In addition, ISU plans to use EYE-SYNC on a clinical basis as part of its return-to-play concussion management protocol.
“We chose to incorporate EYE-SYNC into our concussion identification and management plan combining it with our existing technology to provide us with quick, objective data assessing potential ocular-motor dysfunction as the initial part of our evaluation process,” says Mark Coberley, director of sports medicine and associate athletics director at Iowa State University, in a media release from SyncThink.
“Utilizing EYE-SYNC with our other technologies is allowing us to more easily identify possible concussions, determine appropriate return to play decisions, and as importantly, target and evaluate identified areas of dysfunction that can be addressed more effectively during the recovery process,” he adds.
EYE-SYNC is designed with VR and eye-tracking technology to objectively measure impairments identified in concussion in just 60 seconds, as well as to assess ocular-motor synchronization deficits and vestibular balance dysfunction. Featuring a cloud-connected, HIPAA-compliant analytics platform, results are delivered immediately to identify functional impairments in real time, enabling immediate remove-from-play decisions to be made, according to the release.

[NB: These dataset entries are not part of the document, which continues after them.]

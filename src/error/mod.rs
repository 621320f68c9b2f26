//! Error types for channelsol

use thiserror::Error;

/// Errors surfaced by model configuration, validation and setup I/O.
///
/// Configuration errors are raised before any voltage is processed; numerical
/// soft failures (an SVD that does not converge at one voltage) are *not*
/// errors and are reported through
/// [`MethodStatus`](crate::solver::MethodStatus) instead.
#[derive(Error, Debug)]
pub enum ChannelsolError {
    /// A channel must have at least one binding site
    #[error("a channel model requires at least one binding site")]
    NoBindingSites,

    /// The solute list may not be empty
    #[error("the solute list is empty")]
    NoSolutes,

    /// Solute identifiers must be unique
    #[error("duplicate solute identifier: {0}")]
    DuplicateSolute(String),

    /// One charge per solute, in the same order
    #[error("charge list length {charges} does not match solute list length {solutes}")]
    ChargeCountMismatch { solutes: usize, charges: usize },

    /// Interaction mode string not in the accepted set
    #[error(
        "unknown interaction mode '{0}' (expected one of: none, single Q, single QR, full Q, full QR)"
    )]
    UnknownInteractionMode(String),

    /// Numeric backend string not in the accepted set
    #[error("unknown numeric backend '{0}' (expected 'double-precision' or 'arbitrary-precision')")]
    UnknownBackend(String),

    /// Arbitrary-precision backend needs at least one decimal digit
    #[error("precision of {0} decimal digits is invalid for the arbitrary-precision backend")]
    InvalidPrecision(u32),

    /// The electrical-distance list must hold one value per profile point
    #[error("electrical distance list has {found} entries, expected {expected}")]
    DistanceCount { expected: usize, found: usize },

    /// Electrical distances are fractions of the transmembrane voltage drop
    #[error("electrical distance {value} at profile point {index} is outside [0, 1]")]
    DistanceOutOfRange { index: usize, value: f64 },

    /// Every solute must supply a complete energy profile
    #[error("energy profile for solute '{solute}' has {found} entries, expected {expected}")]
    EnergyCount {
        solute: String,
        expected: usize,
        found: usize,
    },

    /// A solute declared in the model has no energy profile
    #[error("no energy profile supplied for solute '{0}'")]
    MissingEnergyProfile(String),

    /// A solute declared in the model has no concentration pair
    #[error("no concentrations supplied for solute '{0}'")]
    MissingConcentration(String),

    /// Concentrations are molarities and cannot be negative
    #[error("negative concentration {value} M for solute '{solute}'")]
    NegativeConcentration { solute: String, value: f64 },

    /// Interaction coefficient value lists must match the declared slots
    #[error("{kind} coefficient list has {found} entries, expected {expected}")]
    CoefficientCount {
        kind: &'static str,
        expected: usize,
        found: usize,
    },

    /// Setup (de)serialization failure
    #[error("setup serialization error: {0}")]
    Json(#[from] serde_json::Error),
}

Post-injury, the EYE-SYNC technology can be used to monitor progress and provide confirmation that the impairment has resolved.
“It’s a tremendous opportunity for us to partner with an elite institution and athletics department like Iowa State University,” states SyncThink’s Chief Customer Officer Scott Anderson, per the release. “I’m excited for them to see the value our technology will bring to their sidelines and injury clinic, and most importantly to know their student-athletes will be comforted by seeing objectively how their impairments resolve with appropriate treatment, ensuring safe return to sport.”
At ISU, the technology will be used first with the football and wrestling teams. Incorporation within the university’s other athletic programs will follow in the future.